▸ Task description
Beginning with the first line of the data below, set down each line exactly through the line that contains "an empty patch.".

Collected data entries
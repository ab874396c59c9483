// SPDX-FileCopyrightText: 2026 Rolodex Contributors
//
// SPDX-License-Identifier: GPL-3.0-or-later

//! Partial contact updates.

use crate::error::{FieldError, InvalidContactData};

use super::Contact;

/// A set of pending field updates for one contact.
///
/// The recognized field names form a closed set; [`ContactPatch::set`]
/// rejects anything else. Applying a patch builds a fully re-validated
/// replacement contact, so a patch can never produce an invalid record.
#[derive(Debug, Clone, Default)]
pub struct ContactPatch {
    first_name: Option<String>,
    last_name: Option<String>,
    email: Option<String>,
    phone: Option<String>,
    // Outer None = leave as is, inner None = clear the address.
    address: Option<Option<String>>,
}

impl ContactPatch {
    /// Creates an empty patch.
    pub fn new() -> Self {
        ContactPatch::default()
    }

    /// Returns true if no field update has been recorded.
    pub fn is_empty(&self) -> bool {
        self.first_name.is_none()
            && self.last_name.is_none()
            && self.email.is_none()
            && self.phone.is_none()
            && self.address.is_none()
    }

    /// Records an update by field name.
    ///
    /// Unknown names fail with [`InvalidContactData`]. An empty value for
    /// `address` clears the address; for every other field the value is
    /// validated when the patch is applied.
    pub fn set(&mut self, field: &str, value: &str) -> Result<(), InvalidContactData> {
        match field {
            "first_name" => self.first_name = Some(value.to_string()),
            "last_name" => self.last_name = Some(value.to_string()),
            "email" => self.email = Some(value.to_string()),
            "phone" => self.phone = Some(value.to_string()),
            "address" => {
                let value = value.trim();
                self.address = Some((!value.is_empty()).then(|| value.to_string()));
            }
            other => {
                return Err(InvalidContactData::single(FieldError::UnknownField(
                    other.to_string(),
                )))
            }
        }
        Ok(())
    }

    /// Sets the first name.
    pub fn first_name(mut self, value: &str) -> Self {
        self.first_name = Some(value.to_string());
        self
    }

    /// Sets the last name.
    pub fn last_name(mut self, value: &str) -> Self {
        self.last_name = Some(value.to_string());
        self
    }

    /// Sets the email.
    pub fn email(mut self, value: &str) -> Self {
        self.email = Some(value.to_string());
        self
    }

    /// Sets the phone.
    pub fn phone(mut self, value: &str) -> Self {
        self.phone = Some(value.to_string());
        self
    }

    /// Sets the address.
    pub fn address(mut self, value: &str) -> Self {
        self.address = Some(Some(value.to_string()));
        self
    }

    /// Clears the address.
    pub fn clear_address(mut self) -> Self {
        self.address = Some(None);
        self
    }

    /// Builds the replacement contact: patched fields overwritten, the rest
    /// preserved, everything re-validated.
    pub fn apply(&self, contact: &Contact) -> Result<Contact, InvalidContactData> {
        let address = match &self.address {
            Some(update) => update.as_deref(),
            None => contact.address(),
        };

        Contact::new(
            self.first_name.as_deref().unwrap_or(contact.first_name()),
            self.last_name.as_deref().unwrap_or(contact.last_name()),
            self.email.as_deref().unwrap_or(contact.email()),
            self.phone.as_deref().unwrap_or(contact.phone()),
            address,
        )
    }
}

▸ Completed exercise
repository ab874396c59c9483
// SPDX-FileCopyrightText: 2026 Rolodex Contributors
//
// SPDX-License-Identifier: GPL-3.0-or-later

//! Partial contact updates.

use crate::error::{FieldError, InvalidContactData};

use super::Contact;

/// A set of pending field updates for one contact.
///
/// The recognized field names form a closed set; [`ContactPatch::set`]
/// rejects anything else. Applying a patch builds a fully re-validated
/// replacement contact, so a patch can never produce an invalid record.
#[derive(Debug, Clone, Default)]
pub struct ContactPatch {
    first_name: Option<String>,
    last_name: Option<String>,
    email: Option<String>,
    phone: Option<String>,
    // Outer None = leave as is, inner None = clear the address.
    address: Option<Option<String>>,
}

impl ContactPatch {
    /// Creates an empty patch.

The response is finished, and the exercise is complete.